- Lando Norris rebateu as críticas de Max Verstappen ao novo regulamento técnico da F1 e disse que o heptacampeão não é obrigado a correr, ressaltando o aspecto financeiro da atividade.
- Verstappen afirmou que o carro da temporada 2026 representa um “grande passo atrás” e classificou a condução como menos estável, citando menos aderência e mudanças de manejo.
- Norris reconheceu que a adaptação ao regulamento está sendo desafiadora, mas afirmou que é um desafio divertido e necessário neste estágio de pré-temporada no Bahrein.
- O relato indica que as primeiras impressões sobre o novo carro variam entre pilotos, com críticas à forma como o controle e o uso de energia afetam o desempenho.
- A discussão ocorre durante os testes de pré-temporada, quando as equipes avaliam o pacote de mudanças para a temporada de 2026, ainda sem conclusão sobre o equilíbrio entre velocidade e consistência.
Lando Norris rebateu as críticas de Max Verstappen ao novo regulamento técnico da F1 após a primeira rodada de testes de pré-temporada no Bahrein. O circuito de Sakhir foi o palco das avaliações do carro de 2026, com respostas duras dos pilotos sobre o desempenho e a dirigibilidade.
Verstappen classificou o carro como um grande passo atrás, chamando o layout de anticorrida e comparando com a Fórmula E em alguns aspectos.

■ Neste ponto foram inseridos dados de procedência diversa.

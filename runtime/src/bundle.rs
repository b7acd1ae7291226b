//! Signed bundle codec.
//!
//! A bundle is a program serialized in a canonical form together with an
//! HMAC-SHA256 tag over that form.  Canonical bytes are produced by
//! converting the program to a `serde_json::Value` first, where object keys
//! sort lexicographically, integers render in decimal, and floats take
//! their shortest round-trippable form.  The tag recomputed over a
//! decoded-then-re-encoded program therefore matches the original.
//! Verification compares tags in constant time via `Mac::verify_slice`.

use hmac::{Hmac, Mac};
use serde::{Deserialize, Serialize};
use sha2::Sha256;
use thiserror::Error;

use crate::bytecode::Program;

type HmacSha256 = Hmac<Sha256>;

/// Length in bytes of the tag carried by a signed bundle.
pub const SIGNATURE_LEN: usize = 32;

/// Failures reading or writing bundles.
#[derive(Debug, Error)]
pub enum BundleError {
    #[error("malformed bundle: {0}")]
    Malformed(#[from] serde_json::Error),
    #[error("bundle signature verification failed")]
    InvalidBundleSignature,
    #[error("signing key rejected")]
    InvalidKey,
}

/// On-disk record: the program plus its authentication tag.  The signature
/// is hex in the serialized form and 0 or [`SIGNATURE_LEN`] bytes decoded.
#[derive(Debug, Clone, PartialEq, Serialize, Deserialize)]
struct Envelope {
    program: Program,
    #[serde(with = "hex::serde")]
    signature: Vec<u8>,
}

/// Serialize a program to its canonical byte form.
pub fn canonical_payload(program: &Program) -> Result<Vec<u8>, BundleError> {
    let value = serde_json::to_value(program)?;
    Ok(serde_json::to_vec(&value)?)
}

fn compute_tag(payload: &[u8], key: &[u8]) -> Result<Vec<u8>, BundleError> {
    let mut mac = HmacSha256::new_from_slice(key).map_err(|_| BundleError::InvalidKey)?;
    mac.update(payload);
    Ok(mac.finalize().into_bytes().to_vec())
}

/// Encode a program as bundle bytes, tagging it when a key is supplied.
pub fn write_bundle(program: &Program, key: Option<&[u8]>) -> Result<Vec<u8>, BundleError> {
    let signature = match key {
        Some(key) => {
            let payload = canonical_payload(program)?;
            compute_tag(&payload, key)?
        }
        None => Vec::new(),
    };
    let envelope = Envelope {
        program: program.clone(),
        signature,
    };
    let value = serde_json::to_value(&envelope)?;
    Ok(serde_json::to_vec(&value)?)
}

/// Decode bundle bytes back into a program.  With a key, the tag is
/// recomputed over the decoded program's canonical form and compared in
/// constant time; without one, the signature field is ignored.
pub fn read_bundle(bytes: &[u8], key: Option<&[u8]>) -> Result<Program, BundleError> {
    let envelope: Envelope = serde_json::from_slice(bytes)?;
    if let Some(key) = key {
        let payload = canonical_payload(&envelope.program)?;
        let mut mac = HmacSha256::new_from_slice(key).map_err(|_| BundleError::InvalidKey)?;
        mac.update(&payload);
        mac.verify_slice(&envelope.signature)
            .map_err(|_| BundleError::InvalidBundleSignature)?;
    }
    Ok(envelope.program)
}

#[cfg(test)]
mod tests {
    use super::*;
    use crate::compiler::compile;

    fn sample_program() -> Program {
        compile(
            "func greet(_ name: String) { log(\"Hola \" + name) }\n\
             func main() { greet(\"Rafa\")\n return 41 }",
        )
        .expect("compile")
    }

    #[test]
    fn canonical_payload_is_deterministic() {
        let program = sample_program();
        assert_eq!(
            canonical_payload(&program).expect("payload"),
            canonical_payload(&program.clone()).expect("payload")
        );
    }

    #[test]
    fn distinct_programs_have_distinct_payloads() {
        let a = compile("func main() { return 1 }").expect("compile");
        let b = compile("func main() { return 2 }").expect("compile");
        assert_ne!(
            canonical_payload(&a).expect("payload"),
            canonical_payload(&b).expect("payload")
        );
    }

    #[test]
    fn signed_round_trip_preserves_the_program() {
        let program = sample_program();
        let key: &[u8] = b"super secret key";
        let bytes = write_bundle(&program, Some(key)).expect("write");
        let decoded = read_bundle(&bytes, Some(key)).expect("read");
        assert_eq!(decoded, program);
    }

    #[test]
    fn unsigned_round_trip_skips_verification() {
        let program = sample_program();
        let bytes = write_bundle(&program, None).expect("write");
        let decoded = read_bundle(&bytes, None).expect("read");
        assert_eq!(decoded, program);
        // A signed bundle read without a key is also accepted.
        let signed = write_bundle(&program, Some(b"k1".as_slice())).expect("write");
        assert!(read_bundle(&signed, None).is_ok());
    }

    #[test]
    fn wrong_key_fails_verification() {
        let program = sample_program();
        let bytes = write_bundle(&program, Some(b"key one".as_slice())).expect("write");
        let err = read_bundle(&bytes, Some(b"key two".as_slice())).unwrap_err();
        assert!(matches!(err, BundleError::InvalidBundleSignature));
    }

    #[test]
    fn tampered_program_field_fails_verification() {
        let program = sample_program();
        let key: &[u8] = b"key";
        let bytes = write_bundle(&program, Some(key)).expect("write");
        let text = String::from_utf8(bytes).expect("utf8 bundle");
        // The call argument appears exactly once, in main's constant pool;
        // it cannot collide with the lowercase-hex signature.
        assert_eq!(text.matches("Rafa").count(), 1);
        let tampered = text.replace("Rafa", "Mika").into_bytes();
        let err = read_bundle(&tampered, Some(key)).unwrap_err();
        assert!(matches!(err, BundleError::InvalidBundleSignature));
    }

    #[test]
    fn signature_length_matches_the_scheme() {
        let program = sample_program();
        let signed = write_bundle(&program, Some(b"k".as_slice())).expect("write");
        let envelope: Envelope = serde_json::from_slice(&signed).expect("decode");
        assert_eq!(envelope.signature.len(), SIGNATURE_LEN);
        let unsigned = write_bundle(&program, None).expect("write");
        let envelope: Envelope = serde_json::from_slice(&unsigned).expect("decode");
        assert!(envelope.signature.is_empty());
    }

    #[test]
    fn garbage_bytes_are_malformed() {
        let err = read_bundle(b"not a bundle", None).unwrap_err();
        assert!(matches!(err, BundleError::Malformed(_)));
    }
}
//! Single-surface wgpu presenter: one texture, drawn centred at its pixel
//! size on a black background.

use std::sync::Arc;

use anyhow::{Context, Result};
use image::RgbaImage;
use tracing::{debug, info, warn};
use wgpu::util::DeviceExt;
use winit::dpi::PhysicalSize;
use winit::window::Window;

use crate::processing::layout::resize_to_contain;
use crate::processing::resize::resize_rgba;

#[repr(C)]
#[derive(Copy, Clone, bytemuck::Pod, bytemuck::Zeroable)]
struct Vertex {
    pos: [f32; 2],
    uv: [f32; 2],
}

const QUAD: [Vertex; 4] = [
    Vertex {
        pos: [-1.0, -1.0],
        uv: [0.0, 1.0],
    },
    Vertex {
        pos: [1.0, -1.0],
        uv: [1.0, 1.0],
    },
    Vertex {
        pos: [-1.0, 1.0],
        uv: [0.0, 0.0],
    },
    Vertex {
        pos: [1.0, 1.0],
        uv: [1.0, 0.0],
    },
];

struct Tex {
    view: wgpu::TextureView,
    w: u32,
    h: u32,
}

pub struct Gpu {
    surface: wgpu::Surface<'static>,
    device: wgpu::Device,
    queue: wgpu::Queue,
    config: wgpu::SurfaceConfiguration,
    pipeline: wgpu::RenderPipeline,
    bind_layout: wgpu::BindGroupLayout,
    bind_group: wgpu::BindGroup,
    vbuf: wgpu::Buffer,
    // 32 bytes to match WGSL: [sx, sy, 0, 0] + pad vec4
    params: wgpu::Buffer,
    sampler: wgpu::Sampler,
    tex: Tex,
}

impl Gpu {
    /// Create the device, surface and pipeline for `window`.
    ///
    /// # Errors
    /// Returns an error if no adapter or device is available.
    pub fn new(window: Arc<Window>) -> Result<Self> {
        let instance = wgpu::Instance::default();
        let surface = instance
            .create_surface(window.clone())
            .context("failed to create surface")?;
        let adapter = pollster::block_on(instance.request_adapter(&wgpu::RequestAdapterOptions {
            power_preference: wgpu::PowerPreference::LowPower,
            compatible_surface: Some(&surface),
            force_fallback_adapter: false,
        }))
        .context("no compatible GPU adapter found")?;
        let (device, queue) = pollster::block_on(adapter.request_device(&wgpu::DeviceDescriptor {
            label: Some("reel-device"),
            required_features: wgpu::Features::empty(),
            required_limits: wgpu::Limits::downlevel_defaults()
                .using_resolution(adapter.limits()),
            memory_hints: wgpu::MemoryHints::default(),
            trace: wgpu::Trace::default(),
        }))
        .context("failed to request device")?;

        let caps = surface.get_capabilities(&adapter);
        let format = caps
            .formats
            .iter()
            .copied()
            .find(wgpu::TextureFormat::is_srgb)
            .or_else(|| caps.formats.first().copied())
            .context("surface reports no formats")?;
        let alpha_mode = caps
            .alpha_modes
            .first()
            .copied()
            .unwrap_or(wgpu::CompositeAlphaMode::Auto);
        let PhysicalSize { width, height } = window.inner_size();
        let config = wgpu::SurfaceConfiguration {
            usage: wgpu::TextureUsages::RENDER_ATTACHMENT,
            format,
            width: width.max(1),
            height: height.max(1),
            present_mode: wgpu::PresentMode::AutoVsync,
            alpha_mode,
            view_formats: vec![],
            desired_maximum_frame_latency: 2,
        };
        surface.configure(&device, &config);

        let sampler = device.create_sampler(&wgpu::SamplerDescriptor {
            label: Some("sampler"),
            address_mode_u: wgpu::AddressMode::ClampToEdge,
            address_mode_v: wgpu::AddressMode::ClampToEdge,
            address_mode_w: wgpu::AddressMode::ClampToEdge,
            mag_filter: wgpu::FilterMode::Linear,
            min_filter: wgpu::FilterMode::Linear,
            mipmap_filter: wgpu::FilterMode::Nearest,
            ..Default::default()
        });
        let params = device.create_buffer(&wgpu::BufferDescriptor {
            label: Some("params"),
            size: 32,
            usage: wgpu::BufferUsages::UNIFORM | wgpu::BufferUsages::COPY_DST,
            mapped_at_creation: false,
        });
        let vbuf = device.create_buffer_init(&wgpu::util::BufferInitDescriptor {
            label: Some("quad"),
            contents: bytemuck::cast_slice(&QUAD),
            usage: wgpu::BufferUsages::VERTEX,
        });
        let shader = device.create_shader_module(wgpu::ShaderModuleDescriptor {
            label: Some("photo-shader"),
            source: wgpu::ShaderSource::Wgsl(include_str!("shaders/photo.wgsl").into()),
        });

        let bind_layout = device.create_bind_group_layout(&wgpu::BindGroupLayoutDescriptor {
            label: Some("bind_layout"),
            entries: &[
                wgpu::BindGroupLayoutEntry {
                    binding: 0,
                    visibility: wgpu::ShaderStages::FRAGMENT,
                    ty: wgpu::BindingType::Texture {
                        sample_type: wgpu::TextureSampleType::Float { filterable: true },
                        view_dimension: wgpu::TextureViewDimension::D2,
                        multisampled: false,
                    },
                    count: None,
                },
                wgpu::BindGroupLayoutEntry {
                    binding: 1,
                    visibility: wgpu::ShaderStages::FRAGMENT,
                    ty: wgpu::BindingType::Sampler(wgpu::SamplerBindingType::Filtering),
                    count: None,
                },
                wgpu::BindGroupLayoutEntry {
                    binding: 2,
                    visibility: wgpu::ShaderStages::VERTEX,
                    ty: wgpu::BindingType::Buffer {
                        ty: wgpu::BufferBindingType::Uniform,
                        has_dynamic_offset: false,
                        min_binding_size: None,
                    },
                    count: None,
                },
            ],
        });

        let pip_layout = device.create_pipeline_layout(&wgpu::PipelineLayoutDescriptor {
            label: Some("pipe_layout"),
            bind_group_layouts: &[&bind_layout],
            push_constant_ranges: &[],
        });
        let vlayout = wgpu::VertexBufferLayout {
            array_stride: std::mem::size_of::<Vertex>() as u64,
            step_mode: wgpu::VertexStepMode::Vertex,
            attributes: &wgpu::vertex_attr_array![0 => Float32x2, 1 => Float32x2],
        };
        let pipeline = device.create_render_pipeline(&wgpu::RenderPipelineDescriptor {
            label: Some("pipeline"),
            layout: Some(&pip_layout),
            vertex: wgpu::VertexState {
                module: &shader,
                entry_point: Some("vs_main"),
                buffers: &[vlayout],
                compilation_options: wgpu::PipelineCompilationOptions::default(),
            },
            fragment: Some(wgpu::FragmentState {
                module: &shader,
                entry_point: Some("fs_main"),
                targets: &[Some(wgpu::ColorTargetState {
                    format,
                    blend: Some(wgpu::BlendState::ALPHA_BLENDING),
                    write_mask: wgpu::ColorWrites::ALL,
                })],
                compilation_options: wgpu::PipelineCompilationOptions::default(),
            }),
            primitive: wgpu::PrimitiveState {
                topology: wgpu::PrimitiveTopology::TriangleStrip,
                strip_index_format: None,
                ..Default::default()
            },
            depth_stencil: None,
            multisample: wgpu::MultisampleState::default(),
            multiview: None,
            cache: None,
        });

        // black until the first image arrives
        let tex = upload_texture(&device, &queue, &[0, 0, 0, 255], 1, 1);
        let bind_group = make_bind_group(&device, &bind_layout, &tex, &sampler, &params);
        info!(
            width = config.width,
            height = config.height,
            ?format,
            "gpu initialized"
        );
        let gpu = Self {
            surface,
            device,
            queue,
            config,
            pipeline,
            bind_layout,
            bind_group,
            vbuf,
            params,
            sampler,
            tex,
        };
        gpu.write_params();
        Ok(gpu)
    }

    #[must_use]
    pub fn resize(&mut self, width: u32, height: u32) {
        if width == 0 || height == 0 {
            return;
        }
        self.config.width = width;
        self.config.height = height;
        self.surface.configure(&self.device, &self.config);
        self.write_params();
    }

    /// Replace the texture on screen with `image`. The previous texture is
    /// dropped here, so exactly one is ever alive.
    pub fn upload(&mut self, image: &RgbaImage) {
        let (w, h) = image.dimensions();
        if w == 0 || h == 0 {
            return;
        }
        let max = self.device.limits().max_texture_dimension_2d;
        if w > max || h > max {
            let (fw, fh) = resize_to_contain(max, max, w, h);
            match resize_rgba(image, fw, fh) {
                Ok(fitted) => self.upload(&fitted),
                Err(err) => warn!(error = %err, width = w, height = h, "image exceeds texture limit"),
            }
            return;
        }
        self.tex = upload_texture(&self.device, &self.queue, image.as_raw(), w, h);
        self.bind_group = make_bind_group(
            &self.device,
            &self.bind_layout,
            &self.tex,
            &self.sampler,
            &self.params,
        );
        self.write_params();
        debug!(width = w, height = h, "texture uploaded");
    }

    /// Draw the current texture.
    ///
    /// # Errors
    /// Surface errors are returned for the caller to recover from.
    pub fn draw(&self) -> Result<(), wgpu::SurfaceError> {
        let frame = self.surface.get_current_texture()?;
        let view = frame
            .texture
            .create_view(&wgpu::TextureViewDescriptor::default());
        let mut encoder = self
            .device
            .create_command_encoder(&wgpu::CommandEncoderDescriptor {
                label: Some("encoder"),
            });
        {
            let mut rpass = encoder.begin_render_pass(&wgpu::RenderPassDescriptor {
                label: Some("rpass"),
                color_attachments: &[Some(wgpu::RenderPassColorAttachment {
                    view: &view,
                    depth_slice: None,
                    resolve_target: None,
                    ops: wgpu::Operations {
                        load: wgpu::LoadOp::Clear(wgpu::Color::BLACK),
                        store: wgpu::StoreOp::Store,
                    },
                })],
                depth_stencil_attachment: None,
                timestamp_writes: None,
                occlusion_query_set: None,
            });
            rpass.set_pipeline(&self.pipeline);
            rpass.set_bind_group(0, &self.bind_group, &[]);
            rpass.set_vertex_buffer(0, self.vbuf.slice(..));
            rpass.draw(0..4, 0..1);
        }
        self.queue.submit([encoder.finish()]);
        frame.present();
        Ok(())
    }

    /// Reconfigure after the surface was lost or went stale.
    pub fn reconfigure(&self) {
        self.surface.configure(&self.device, &self.config);
    }

    fn write_params(&self) {
        let scale = quad_scale(self.config.width, self.config.height, self.tex.w, self.tex.h);
        let mut block = [0f32; 8];
        block[0..4].copy_from_slice(&scale);
        self.queue
            .write_buffer(&self.params, 0, bytemuck::bytes_of(&block));
    }
}

fn upload_texture(
    device: &wgpu::Device,
    queue: &wgpu::Queue,
    pixels: &[u8],
    w: u32,
    h: u32,
) -> Tex {
    let size = wgpu::Extent3d {
        width: w,
        height: h,
        depth_or_array_layers: 1,
    };
    let tex = device.create_texture(&wgpu::TextureDescriptor {
        label: Some("photo"),
        size,
        mip_level_count: 1,
        sample_count: 1,
        dimension: wgpu::TextureDimension::D2,
        format: wgpu::TextureFormat::Rgba8UnormSrgb,
        usage: wgpu::TextureUsages::TEXTURE_BINDING | wgpu::TextureUsages::COPY_DST,
        view_formats: &[],
    });
    queue.write_texture(
        tex.as_image_copy(),
        pixels,
        wgpu::TexelCopyBufferLayout {
            offset: 0,
            bytes_per_row: Some(4 * w),
            rows_per_image: Some(h),
        },
        size,
    );
    Tex {
        view: tex.create_view(&wgpu::TextureViewDescriptor::default()),
        w,
        h,
    }
}

fn make_bind_group(
    device: &wgpu::Device,
    layout: &wgpu::BindGroupLayout,
    tex: &Tex,
    sampler: &wgpu::Sampler,
    params: &wgpu::Buffer,
) -> wgpu::BindGroup {
    device.create_bind_group(&wgpu::BindGroupDescriptor {
        label: Some("bind_group"),
        layout,
        entries: &[
            wgpu::BindGroupEntry {
                binding: 0,
                resource: wgpu::BindingResource::TextureView(&tex.view),
            },
            wgpu::BindGroupEntry {
                binding: 1,
                resource: wgpu::BindingResource::Sampler(sampler),
            },
            wgpu::BindGroupEntry {
                binding: 2,
                resource: params.as_entire_binding(),
            },
        ],
    })
}

/// NDC scale that draws an `img_w`x`img_h` quad at its pixel size on a
/// `win_w`x`win_h` surface. Larger images overflow and are clipped.
#[allow(clippy::cast_precision_loss)]
fn quad_scale(win_w: u32, win_h: u32, img_w: u32, img_h: u32) -> [f32; 4] {
    if win_w == 0 || win_h == 0 || img_w == 0 || img_h == 0 {
        return [1.0, 1.0, 0.0, 0.0];
    }
    [
        img_w as f32 / win_w as f32,
        img_h as f32 / win_h as f32,
        0.0,
        0.0,
    ]
}
//! Narrow seams to the window system, the image codecs and the trash.

use std::path::Path;
use std::time::Duration;

use image::RgbaImage;

use crate::error::Error;
use crate::processing::resize::resize_rgba;

/// One frame of a decoded image.
#[derive(Debug, Clone)]
pub struct Frame {
    pub image: RgbaImage,
    /// How long the frame stays up before the next one; zero for stills.
    pub delay: Duration,
}

/// A decoded, orientation-corrected image.
#[derive(Debug, Clone)]
pub struct DecodedImage {
    pub width: u32,
    pub height: u32,
    /// Never empty. More than one entry means an animation.
    pub frames: Vec<Frame>,
    /// EXIF orientation found in the file (1 when absent); already applied.
    pub orientation: u16,
}

impl DecodedImage {
    /// Wrap a single still frame.
    #[must_use]
    pub fn still(image: RgbaImage) -> Self {
        let (width, height) = image.dimensions();
        Self {
            width,
            height,
            frames: vec![Frame {
                image,
                delay: Duration::ZERO,
            }],
            orientation: 1,
        }
    }

    #[must_use]
    pub fn is_animated(&self) -> bool {
        self.frames.len() > 1
    }
}

/// The window the slideshow draws into.
pub trait Screen {
    fn set_title(&mut self, title: &str);
    /// Replace whatever is on screen with `image`, centred.
    fn present(&mut self, image: &RgbaImage);
    fn set_fullscreen(&mut self, fullscreen: bool);
    /// Resolution of the display the window is on, if known.
    fn monitor_size(&self) -> Option<(u32, u32)>;
}

/// Image decoding and resampling.
pub trait ImageService {
    /// # Errors
    /// Returns [`Error::Decode`] when the file cannot be read as an image.
    fn decode(&mut self, path: &Path) -> Result<DecodedImage, Error>;

    /// # Errors
    /// Returns [`Error::Render`] if resampling fails.
    fn resize(&mut self, frame: &RgbaImage, width: u32, height: u32) -> Result<RgbaImage, Error> {
        resize_rgba(frame, width, height).map_err(Error::Render)
    }
}

/// Removal of files and whole directories.
pub trait Trash {
    /// Delete `path`; directories are removed recursively.
    ///
    /// # Errors
    /// Any failure leaves the caller's state untouched.
    fn delete(&mut self, path: &Path) -> std::io::Result<()>;
}

impl<T: Trash + ?Sized> Trash for Box<T> {
    fn delete(&mut self, path: &Path) -> std::io::Result<()> {
        (**self).delete(path)
    }
}
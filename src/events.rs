/// Everything a key press can ask the session to do.
#[derive(Debug, Clone, Copy, PartialEq, Eq)]
pub enum Command {
    Next,
    Prev,
    Random,
    Back,
    NextDirectory,
    PrevDirectory,
    ToggleShuffle,
    TogglePause,
    Slower,
    Faster,
    DeleteCurrent,
    DeleteDirectory,
    Reload,
    ToggleFullscreen,
    ToggleZoom,
    Quit,
}

/// The independent timers the session owns.
#[derive(Debug, Clone, Copy, PartialEq, Eq, PartialOrd, Ord, Hash)]
pub enum TimerKind {
    /// Auto-advance to the next slide.
    Advance,
    /// Next frame of the animation on screen.
    Frame,
    /// Debounced re-render after the window stopped resizing.
    Resize,
    /// Debounced reload after the file system changed.
    Rescan,
}

/// Whether the event loop should keep running after an operation.
#[derive(Debug, Clone, Copy, PartialEq, Eq)]
pub enum Flow {
    Continue,
    Exit,
}

/// Events delivered to the viewer from outside the window system.
#[derive(Debug, Clone, Copy, PartialEq, Eq)]
pub enum ViewerEvent {
    /// Images were added, removed or renamed under a watched root.
    LibraryChanged,
}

O piloto da Red Bull também apontou que a aderência e o manejo ainda apresentam dificuldades com a configuração atual.
Norris, atual campeão, disse que o colega não é obrigado a permanecer na categoria e que as mudanças são parte do desgaste normal da F1. O britânico afirmou que a pilotagem tem exigido ajustes, que o desafio é intenso, mas que o equilíbrio de energia compromete o rendimento.
Reação de Norris e contexto
Norris admitiu que as mudanças exigem adaptação, porém classificou o processo como desafio interessante. Destacou que rivais podem ter visões distintas, mas ressaltou que o objetivo é evoluir com o regulamento ao longo da temporada.
Ele mencionou que, apesar das críticas, a condução atual não se assemelha à sensação de anos anteriores e que ainda há espaço para melhoria. Norris indicou que, com o tempo, o desempenho pode evoluir conforme o novo regulamento se estabelecer.
Verstappen manteve a postura crítica, destacando que o carro impõe limitações de energia e controles que afetam em especial as retas. O piloto citou que o conjunto elétrico e a configuração atual reduzem a naturalidade da pilotagem.
Além disso, Hamilton também avaliou o cenário, chamando o sistema de recuperação de energia de complexo, o que complica a leitura estratégica durante as provas. Os desenvolvimentos seguem em foco nos próximos testes.